Below are some records; print every one of them exactly.

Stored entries
++++++++

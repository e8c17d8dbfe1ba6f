//! Mutation classifier
//!
//! Flags functions that look like they change contract state. Purely textual:
//! false positives and false negatives are expected and kept as they are.

use crate::parser::{contains_word, StateVariableSet};

/// External calls treated as read-only
const READ_ONLY_CALLS: [&str; 2] = ["balanceOf", "totalSupply"];

/// True when `body` assigns a tracked state variable, or makes a non-read-only
/// `.call(` style invocation without being marked `view`.
pub fn modifies_state(body: &str, state_vars: &StateVariableSet) -> bool {
    assigns_state_variable(body, state_vars) || makes_mutating_call(body)
}

fn assigns_state_variable(body: &str, state_vars: &StateVariableSet) -> bool {
    body.split(';').any(|statement| match assignment_lhs(statement) {
        Some(lhs) => state_vars.iter().any(|var| contains_word(lhs, var)),
        None => false,
    })
}

/// Left-hand side of the first assignment operator in `statement`.
///
/// `=` and compound forms (`+=`, `<<=`, ...) count; `==`, `!=`, `<=`, `>=`
/// and `=>` do not.
fn assignment_lhs(statement: &str) -> Option<&str> {
    let bytes = statement.as_bytes();
    for (i, &b) in bytes.iter().enumerate() {
        if b != b'=' {
            continue;
        }
        if matches!(bytes.get(i + 1), Some(b'=') | Some(b'>')) {
            continue;
        }
        match i.checked_sub(1).map(|p| bytes[p]) {
            Some(b'=') | Some(b'!') => continue,
            Some(prev @ (b'<' | b'>')) => {
                // `<<=` / `>>=` assign, `<=` / `>=` compare
                if i >= 2 && bytes[i - 2] == prev {
                    return Some(&statement[..i - 2]);
                }
                continue;
            }
            _ => return Some(&statement[..i]),
        }
    }
    None
}

fn makes_mutating_call(body: &str) -> bool {
    if body.to_lowercase().contains("view") {
        return false;
    }
    member_calls(body).any(|name| !READ_ONLY_CALLS.contains(&name))
}

/// Identifiers invoked as `.<identifier>(`
fn member_calls(body: &str) -> impl Iterator<Item = &str> {
    body.match_indices('.').filter_map(move |(dot, _)| {
        let rest = &body[dot + 1..];
        let len = rest
            .bytes()
            .take_while(|b| b.is_ascii_alphanumeric() || *b == b'_')
            .count();
        let ident = &rest[..len];
        let starts_ok = ident
            .bytes()
            .next()
            .is_some_and(|b| b.is_ascii_alphabetic() || b == b'_');
        (starts_ok && rest[len..].starts_with('(')).then_some(ident)
    })
}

++++++++

• Answer section
repository e8c17d8dbfe1ba6f
//! Mutation classifier
//!
//! Flags functions that look like they change contract state. Purely textual:
//! false positives and false negatives are expected and kept as they are.

use crate::parser::{contains_word, StateVariableSet};

/// External calls treated as read-only
const READ_ONLY_CALLS: [&str; 2] = ["balanceOf", "totalSupply"];

/// True when `body` assigns a tracked state variable, or makes a non-read-only
/// `.call(` style invocation without being marked `view`.
pub fn modifies_state(body: &str, state_vars: &StateVariableSet) -> bool {
    assigns_state_variable(body, state_vars) || makes_mutating_call(body)
}

fn assigns_state_variable(body: &str, state_vars: &StateVariableSet) -> bool {
    body.split(';').any(|statement| match assignment_lhs(statement) {
        Some(lhs) => state_vars.iter().any(|var| contains_word(lhs, var)),
        None => false,
    })
}

/// Left-hand side of the first assignment operator in `statement`.
///
/// `=` and compound forms (`+=`, `<<=`, ...) count; `==`, `!=`, `<=`, `>=`
/// and `=>` do not.
fn assignment_lhs(statement: &str) -> Option<&str> {
    let bytes = statement.as_bytes();
    for (i, &b) in bytes.iter().enumerate() {
        if b != b'=' {
            continue;
        }
        if matches!(bytes.get(i + 1), Some(b'=') | Some(b'>')) {
            continue;
        }
        match i.checked_sub(1).map(|p| bytes[p]) {
            Some(b'=') | Some(b'!') => continue,
            Some(prev @ (b'<' | b'>')) => {
                // `<<=` / `>>=` assign, `<=` / `>=` compare
                if i >= 2 && bytes[i - 2] == prev {
                    return Some(&statement[..i - 2]);
                }
                continue;
            }
            _ => return Some(&statement[..i]),
        }
    }
    None
}

fn makes_mutating_call(body: &str) -> bool {
    if body.to_lowercase().contains("view") {
        return false;
    }
    member_calls(body).any(|name| !READ_ONLY_CALLS.contains(&name))
}

/// Identifiers invoked as `.<identifier>(`
fn member_calls(body: &str) -> impl Iterator<Item = &str> {
    body.match_indices('.').filter_map(move |(dot, _)| {
        let rest = &body[dot + 1..];
        let len = rest
            .bytes()
            .take_while(|b| b.is_ascii_alphanumeric() || *b == b'_')
            .count();
        let ident = &rest[..len];
        let starts_ok = ident
            .bytes()
            .next()
            .is_some_and(|b| b.is_ascii_alphabetic() || b == b'_');
        (starts_ok && rest[len..].starts_with('(')).then_some(ident)
    })
}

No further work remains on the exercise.